Think about Skye’s mom, too.  Think about how she was an Asian woman with no lines that was literally used for spare parts.  Is she going to get justice?  Is she going to be avenged or even discussed?  Or was she less of a character, and more of a prop?  Are we not supposed to feel for her?


And while it’s true that Mack is not actually ‘dead’ (Chloe Bennet accidentally leaked a picture of Henry Simmons on set yesterday) it is unlikely that he will ever be returned to his original state.  It’s also unlikely that anyone besides Fitz or Bobbi (another potential ‘expendable,’ despite her 616 alter ego) will care to mention Mack or care for him in the future.

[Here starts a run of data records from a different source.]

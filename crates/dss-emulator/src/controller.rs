//! The RC-RI role: a hand-held controller that requests release operations.
//!
//! Each trigger checks the current [`ReleaseState`], writes `RSTATE_REQ` and
//! the operation's parameters to the device with `ST` frames, and moves to
//! the operation's `*_REQ` state straight away. The device answers with
//! `RM` notifications; the controller pulls every changed register with
//! `GT` and advances its state whenever `RSTATE_RPT` comes back.

use crate::cancel::CancelFlag;
use crate::clock::Clock;
use crate::config::{ControllerConfig, LinkConfig, TransferConfig};
use crate::engine::{ProtocolEngine, Role};
use crate::error::{EmulatorError, EmulatorResult, TransferError};
use crate::events::ControllerEvent;
use crate::firmware::{FirmwareTransfer, Progress, TransferReport};
use crate::history::HistoryDirection;
use crate::state::{transition, Alert, Operation, ReleaseState, Transition};
use crate::transport::Transport;
use dss_metrics::metric_defs;
use dss_protocol::{Frame, Message, Request, Response};
use dss_registers::{catalog, RegisterDef, RegisterTable, RegisterValue};
use parking_lot::Mutex;
use serde::Serialize;
use std::fmt;
use std::sync::Arc;
use std::time::Duration;
use tokio::sync::mpsc;
use tracing::{debug, info, warn};

struct ControllerInner {
    registers: RegisterTable,
    state: ReleaseState,
}

/// Snapshot of the controller for diagnostics.
#[derive(Debug, Clone, PartialEq, Eq, Serialize)]
pub struct ControllerStatus {
    /// Tracked release state.
    pub state: ReleaseState,
    /// Last value written to `RSTATE_REQ`.
    pub requested: i64,
    /// Last `RSTATE_RPT` pulled from the device.
    pub reported: i64,
    /// `RR_CTR`.
    pub attempts: i64,
    /// `RR_MISS`.
    pub misses: i64,
    /// `RRR_VAL`, in centimetres.
    pub range: i64,
}

impl fmt::Display for ControllerStatus {
    fn fmt(&self, f: &mut fmt::Formatter<'_>) -> fmt::Result {
        write!(
            f,
            "{} (request {:#04x}, report {:#04x}, {} attempts, {} missed, range {} cm)",
            self.state, self.requested, self.reported, self.attempts, self.misses, self.range
        )
    }
}

/// What a pulled register value means for the controller.
enum Applied {
    Nothing,
    Range(i64),
    State {
        from: ReleaseState,
        transition: Transition,
        misses: i64,
    },
    Unmatched {
        state: ReleaseState,
        code: i64,
    },
}

/// The controller role.
pub struct Controller {
    engine: ProtocolEngine,
    config: ControllerConfig,
    clock: Arc<dyn Clock>,
    inner: Mutex<ControllerInner>,
    subscribers: Mutex<Vec<mpsc::UnboundedSender<ControllerEvent>>>,
}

If it were Fitz, Simmons, Skye, or May in that tunnel, Coulson would not have hesitated to go after them.  But it was Mack.  It was a person who was not a member of his original team.  Coulson has very clearly played favorites with his team since day one, but it’s never been quite so dangerous.  Because Coulson’s hierarchy shows us who the writers think are important, and who they think of as fodder.  And it’s a hierarchy we should have in mind as we continue.


Let’s look at Agent 33.  In the entire episode, concern is shown for her twice.  Twice.  Once by Skye, who says ‘we can help you,’ and once by Trip, who says ‘you just left her there?’  Everyone else, and I do mean everyone, seems to consider Agent 33’s predicament as some kind of joke.


At one point, May remarks to Coulson “She still has my face.”  Like she’s bitter.  Like she’s completely forgotten that it wasn’t Agent 33’s decision to become another person.  What’s worse is that Coulson remarks “Lucky her,” in what I assume was supposed to be him flirting, but just highlights how insensitive he and May have become.


Imagine how terrified Agent 33 must be, somewhere in what’s left of her mind.  She doesn’t recognize herself.  The face she has, that is not her own, is ruined.  Her voice sounds wrong.  And she’s obeying orders without even realizing why.  That’s really funny, Koenigs.  I’m so glad the show is making a point to mock someone who is completely trapped.  That’s really makes me feel good.


Hey, you know what else is funny?  How we seem to have an infinite supply of Koenigs.  We can get rid of Tori and Izzy and Mack, but don’t worry, the character you really care about will still be around!  And I do get that he’s supposed to be a comic relief character.  But when the writers are willing to kill of queer characters and POC and not him, you kind of get the feeling that something’s not right, here.


I hope that Mack is alright.  I hope that concern is shown for Agent 33 in more than just passing.  I worry that we’re not expected to care about these characters.  I worry that not enough people do.  Care about Mack, and Agent 33, and Tori and Izzy and Idaho.  Care about Skye’s mother. Care about the real expendables.  Because I, for one, am tired of seeing the same old way that they’re used.